**Instructions to follow:** Only lines containing the string "boxed" belong in the answer; copy all of them from the entries.
######
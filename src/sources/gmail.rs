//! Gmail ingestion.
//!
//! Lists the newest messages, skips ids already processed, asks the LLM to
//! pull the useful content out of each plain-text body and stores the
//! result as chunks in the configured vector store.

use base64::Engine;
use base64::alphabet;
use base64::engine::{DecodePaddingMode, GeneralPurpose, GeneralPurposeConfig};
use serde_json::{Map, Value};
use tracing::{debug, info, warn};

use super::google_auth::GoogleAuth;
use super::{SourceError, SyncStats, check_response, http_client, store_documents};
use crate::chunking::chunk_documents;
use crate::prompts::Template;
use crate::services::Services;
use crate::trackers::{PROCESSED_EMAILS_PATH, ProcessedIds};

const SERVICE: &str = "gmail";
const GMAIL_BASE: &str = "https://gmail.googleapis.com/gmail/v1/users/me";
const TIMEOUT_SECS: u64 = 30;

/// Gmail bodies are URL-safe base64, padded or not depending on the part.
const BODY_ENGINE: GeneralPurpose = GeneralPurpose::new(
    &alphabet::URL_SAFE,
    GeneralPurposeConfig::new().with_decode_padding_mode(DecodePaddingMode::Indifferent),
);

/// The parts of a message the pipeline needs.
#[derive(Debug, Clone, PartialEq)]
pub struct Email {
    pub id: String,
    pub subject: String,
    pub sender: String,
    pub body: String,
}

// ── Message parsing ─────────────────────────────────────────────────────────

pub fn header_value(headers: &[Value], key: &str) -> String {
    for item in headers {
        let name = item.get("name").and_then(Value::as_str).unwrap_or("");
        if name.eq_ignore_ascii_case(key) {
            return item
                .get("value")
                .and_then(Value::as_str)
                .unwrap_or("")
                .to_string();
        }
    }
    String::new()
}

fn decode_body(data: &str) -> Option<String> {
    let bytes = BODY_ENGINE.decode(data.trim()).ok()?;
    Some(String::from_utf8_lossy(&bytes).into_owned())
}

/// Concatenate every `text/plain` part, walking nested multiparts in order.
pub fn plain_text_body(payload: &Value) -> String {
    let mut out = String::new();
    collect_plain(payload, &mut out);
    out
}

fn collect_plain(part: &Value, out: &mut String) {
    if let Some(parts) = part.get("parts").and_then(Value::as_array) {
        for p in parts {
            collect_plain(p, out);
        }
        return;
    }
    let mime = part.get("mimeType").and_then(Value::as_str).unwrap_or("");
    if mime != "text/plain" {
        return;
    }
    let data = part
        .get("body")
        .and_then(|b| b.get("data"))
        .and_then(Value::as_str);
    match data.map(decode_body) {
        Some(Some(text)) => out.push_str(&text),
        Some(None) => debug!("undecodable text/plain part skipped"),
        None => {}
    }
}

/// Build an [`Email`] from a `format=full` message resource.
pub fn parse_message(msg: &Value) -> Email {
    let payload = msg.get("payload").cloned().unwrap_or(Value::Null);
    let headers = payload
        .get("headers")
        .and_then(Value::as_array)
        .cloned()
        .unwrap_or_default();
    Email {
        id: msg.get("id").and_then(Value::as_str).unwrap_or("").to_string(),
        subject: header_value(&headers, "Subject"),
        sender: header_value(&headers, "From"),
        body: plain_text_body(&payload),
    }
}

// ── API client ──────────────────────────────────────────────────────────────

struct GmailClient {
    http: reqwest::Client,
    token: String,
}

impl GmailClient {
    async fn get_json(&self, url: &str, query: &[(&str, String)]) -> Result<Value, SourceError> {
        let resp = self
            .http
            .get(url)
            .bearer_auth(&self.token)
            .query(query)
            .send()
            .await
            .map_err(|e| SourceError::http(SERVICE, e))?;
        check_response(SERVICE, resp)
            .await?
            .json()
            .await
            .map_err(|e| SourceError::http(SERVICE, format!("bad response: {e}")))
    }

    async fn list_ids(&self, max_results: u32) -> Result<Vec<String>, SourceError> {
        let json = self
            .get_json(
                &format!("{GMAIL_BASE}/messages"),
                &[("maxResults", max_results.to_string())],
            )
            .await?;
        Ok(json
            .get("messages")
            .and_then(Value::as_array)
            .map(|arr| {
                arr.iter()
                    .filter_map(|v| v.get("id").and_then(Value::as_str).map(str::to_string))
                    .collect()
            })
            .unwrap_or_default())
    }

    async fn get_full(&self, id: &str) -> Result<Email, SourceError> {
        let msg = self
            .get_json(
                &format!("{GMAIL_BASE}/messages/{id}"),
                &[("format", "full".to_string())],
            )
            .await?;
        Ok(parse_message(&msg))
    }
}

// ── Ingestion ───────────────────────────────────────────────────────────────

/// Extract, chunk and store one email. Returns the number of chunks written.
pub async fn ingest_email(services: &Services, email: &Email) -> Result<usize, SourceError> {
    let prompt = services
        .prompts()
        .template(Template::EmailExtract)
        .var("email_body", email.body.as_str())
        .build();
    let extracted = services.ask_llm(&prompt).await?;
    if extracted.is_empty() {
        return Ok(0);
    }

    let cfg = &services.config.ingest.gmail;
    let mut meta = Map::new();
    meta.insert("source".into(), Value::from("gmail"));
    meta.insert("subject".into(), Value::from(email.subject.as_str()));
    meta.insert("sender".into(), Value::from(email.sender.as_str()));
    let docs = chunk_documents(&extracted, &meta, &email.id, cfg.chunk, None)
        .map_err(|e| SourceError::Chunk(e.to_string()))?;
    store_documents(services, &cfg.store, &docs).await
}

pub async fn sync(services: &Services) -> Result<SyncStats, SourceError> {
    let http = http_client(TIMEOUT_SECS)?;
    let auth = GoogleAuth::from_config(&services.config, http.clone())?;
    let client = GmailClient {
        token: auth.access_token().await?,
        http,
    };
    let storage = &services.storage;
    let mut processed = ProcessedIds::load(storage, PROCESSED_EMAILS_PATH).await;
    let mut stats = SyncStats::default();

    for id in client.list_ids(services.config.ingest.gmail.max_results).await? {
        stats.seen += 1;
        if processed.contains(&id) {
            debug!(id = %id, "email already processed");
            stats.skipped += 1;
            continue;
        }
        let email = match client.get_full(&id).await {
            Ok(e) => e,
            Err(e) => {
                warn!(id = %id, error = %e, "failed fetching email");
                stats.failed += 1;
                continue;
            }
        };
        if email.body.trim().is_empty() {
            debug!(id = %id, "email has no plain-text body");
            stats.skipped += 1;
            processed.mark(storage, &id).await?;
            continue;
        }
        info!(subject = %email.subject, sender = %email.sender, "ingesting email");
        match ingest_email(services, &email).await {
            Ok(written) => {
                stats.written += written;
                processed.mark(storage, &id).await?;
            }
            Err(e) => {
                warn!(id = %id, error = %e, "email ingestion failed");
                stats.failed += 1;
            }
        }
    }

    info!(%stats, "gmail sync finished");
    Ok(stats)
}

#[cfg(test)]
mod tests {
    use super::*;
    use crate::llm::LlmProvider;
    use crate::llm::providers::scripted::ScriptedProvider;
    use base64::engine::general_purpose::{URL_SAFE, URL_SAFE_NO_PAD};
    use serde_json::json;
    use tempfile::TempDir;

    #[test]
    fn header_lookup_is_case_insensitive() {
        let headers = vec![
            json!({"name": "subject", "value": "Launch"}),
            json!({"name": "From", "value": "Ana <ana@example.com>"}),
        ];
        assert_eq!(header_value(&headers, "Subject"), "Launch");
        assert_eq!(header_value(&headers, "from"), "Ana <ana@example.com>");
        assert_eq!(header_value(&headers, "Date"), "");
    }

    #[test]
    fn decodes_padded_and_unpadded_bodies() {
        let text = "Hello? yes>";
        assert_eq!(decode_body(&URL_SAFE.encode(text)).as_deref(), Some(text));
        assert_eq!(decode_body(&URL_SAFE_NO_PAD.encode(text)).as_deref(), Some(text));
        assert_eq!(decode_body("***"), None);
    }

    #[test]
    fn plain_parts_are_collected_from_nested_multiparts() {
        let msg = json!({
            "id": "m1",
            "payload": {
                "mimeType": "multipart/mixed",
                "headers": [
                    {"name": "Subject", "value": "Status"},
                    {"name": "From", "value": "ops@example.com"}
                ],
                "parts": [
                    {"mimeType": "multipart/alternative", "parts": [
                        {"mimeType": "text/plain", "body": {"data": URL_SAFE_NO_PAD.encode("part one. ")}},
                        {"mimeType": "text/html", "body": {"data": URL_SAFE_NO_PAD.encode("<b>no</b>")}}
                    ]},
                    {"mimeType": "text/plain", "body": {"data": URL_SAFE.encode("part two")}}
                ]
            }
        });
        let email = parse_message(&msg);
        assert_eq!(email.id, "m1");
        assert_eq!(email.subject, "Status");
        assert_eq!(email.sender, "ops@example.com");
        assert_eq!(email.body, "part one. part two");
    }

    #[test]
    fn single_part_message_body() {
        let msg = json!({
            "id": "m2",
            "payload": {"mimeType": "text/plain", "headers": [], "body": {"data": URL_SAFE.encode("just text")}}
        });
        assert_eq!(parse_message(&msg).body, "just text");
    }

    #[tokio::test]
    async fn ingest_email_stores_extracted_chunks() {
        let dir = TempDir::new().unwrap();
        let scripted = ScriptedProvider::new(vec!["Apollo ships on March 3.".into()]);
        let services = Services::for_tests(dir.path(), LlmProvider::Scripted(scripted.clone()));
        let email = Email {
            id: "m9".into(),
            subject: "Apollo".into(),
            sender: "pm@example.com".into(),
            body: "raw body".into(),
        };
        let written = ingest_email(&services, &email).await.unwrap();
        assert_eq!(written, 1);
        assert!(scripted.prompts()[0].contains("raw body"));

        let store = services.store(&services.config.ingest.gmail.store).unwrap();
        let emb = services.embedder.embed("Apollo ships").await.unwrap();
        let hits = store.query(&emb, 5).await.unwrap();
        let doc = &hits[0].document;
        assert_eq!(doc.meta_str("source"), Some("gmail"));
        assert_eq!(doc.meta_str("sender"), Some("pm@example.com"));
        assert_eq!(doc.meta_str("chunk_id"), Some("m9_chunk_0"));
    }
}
######
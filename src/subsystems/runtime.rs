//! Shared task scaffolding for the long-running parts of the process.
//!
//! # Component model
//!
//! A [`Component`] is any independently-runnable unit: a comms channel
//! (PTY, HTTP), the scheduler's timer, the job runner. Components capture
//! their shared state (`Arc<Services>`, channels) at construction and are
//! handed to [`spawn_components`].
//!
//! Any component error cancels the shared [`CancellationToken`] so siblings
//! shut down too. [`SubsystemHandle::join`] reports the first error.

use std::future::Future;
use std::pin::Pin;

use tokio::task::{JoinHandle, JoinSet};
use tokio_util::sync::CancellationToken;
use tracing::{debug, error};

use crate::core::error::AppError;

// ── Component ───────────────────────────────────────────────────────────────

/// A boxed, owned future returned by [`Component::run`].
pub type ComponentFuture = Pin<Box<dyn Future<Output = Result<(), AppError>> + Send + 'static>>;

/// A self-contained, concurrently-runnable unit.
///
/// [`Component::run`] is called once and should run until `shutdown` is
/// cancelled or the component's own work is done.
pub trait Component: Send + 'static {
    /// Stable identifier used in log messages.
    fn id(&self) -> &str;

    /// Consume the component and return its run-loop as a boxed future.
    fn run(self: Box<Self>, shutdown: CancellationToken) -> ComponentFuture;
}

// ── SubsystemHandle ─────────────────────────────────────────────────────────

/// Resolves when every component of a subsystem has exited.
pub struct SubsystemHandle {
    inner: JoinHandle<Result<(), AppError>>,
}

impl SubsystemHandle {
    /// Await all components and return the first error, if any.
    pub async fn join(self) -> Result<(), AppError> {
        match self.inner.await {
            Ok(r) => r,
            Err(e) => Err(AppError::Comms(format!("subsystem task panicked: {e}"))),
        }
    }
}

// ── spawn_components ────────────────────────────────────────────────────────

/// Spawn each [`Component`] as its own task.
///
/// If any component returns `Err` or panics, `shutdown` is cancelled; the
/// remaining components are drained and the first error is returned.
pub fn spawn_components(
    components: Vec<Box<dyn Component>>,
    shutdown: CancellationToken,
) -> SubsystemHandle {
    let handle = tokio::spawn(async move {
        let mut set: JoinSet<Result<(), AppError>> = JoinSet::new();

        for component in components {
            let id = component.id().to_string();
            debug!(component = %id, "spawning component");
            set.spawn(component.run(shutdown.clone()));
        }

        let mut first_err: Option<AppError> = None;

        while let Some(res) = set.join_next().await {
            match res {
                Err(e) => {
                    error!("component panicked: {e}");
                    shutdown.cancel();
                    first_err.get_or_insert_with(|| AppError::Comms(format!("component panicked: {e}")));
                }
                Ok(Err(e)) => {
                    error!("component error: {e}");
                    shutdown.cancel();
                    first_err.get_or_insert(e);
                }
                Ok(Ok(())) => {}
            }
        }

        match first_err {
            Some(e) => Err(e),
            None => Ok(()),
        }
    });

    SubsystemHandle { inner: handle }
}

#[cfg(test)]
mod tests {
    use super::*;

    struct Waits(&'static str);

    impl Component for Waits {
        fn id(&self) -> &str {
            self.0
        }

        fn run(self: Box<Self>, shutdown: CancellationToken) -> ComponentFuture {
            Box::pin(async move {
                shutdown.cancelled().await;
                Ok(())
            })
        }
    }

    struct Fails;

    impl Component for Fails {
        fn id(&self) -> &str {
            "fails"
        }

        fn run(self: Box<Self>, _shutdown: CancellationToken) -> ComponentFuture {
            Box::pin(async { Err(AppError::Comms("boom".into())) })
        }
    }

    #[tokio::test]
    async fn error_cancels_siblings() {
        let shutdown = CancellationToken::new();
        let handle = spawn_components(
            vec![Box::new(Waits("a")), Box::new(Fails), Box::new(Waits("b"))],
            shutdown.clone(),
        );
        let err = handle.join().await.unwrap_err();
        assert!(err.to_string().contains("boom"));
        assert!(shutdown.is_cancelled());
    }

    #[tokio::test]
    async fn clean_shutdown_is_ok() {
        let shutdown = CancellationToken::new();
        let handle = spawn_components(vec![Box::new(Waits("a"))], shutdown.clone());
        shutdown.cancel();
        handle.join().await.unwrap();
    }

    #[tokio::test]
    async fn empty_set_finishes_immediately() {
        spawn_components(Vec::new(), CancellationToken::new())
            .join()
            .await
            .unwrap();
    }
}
######
**Solution to this task:**
/// A boxed, owned future returned by [`Component::run`].
    /// Consume the component and return its run-loop as a boxed future.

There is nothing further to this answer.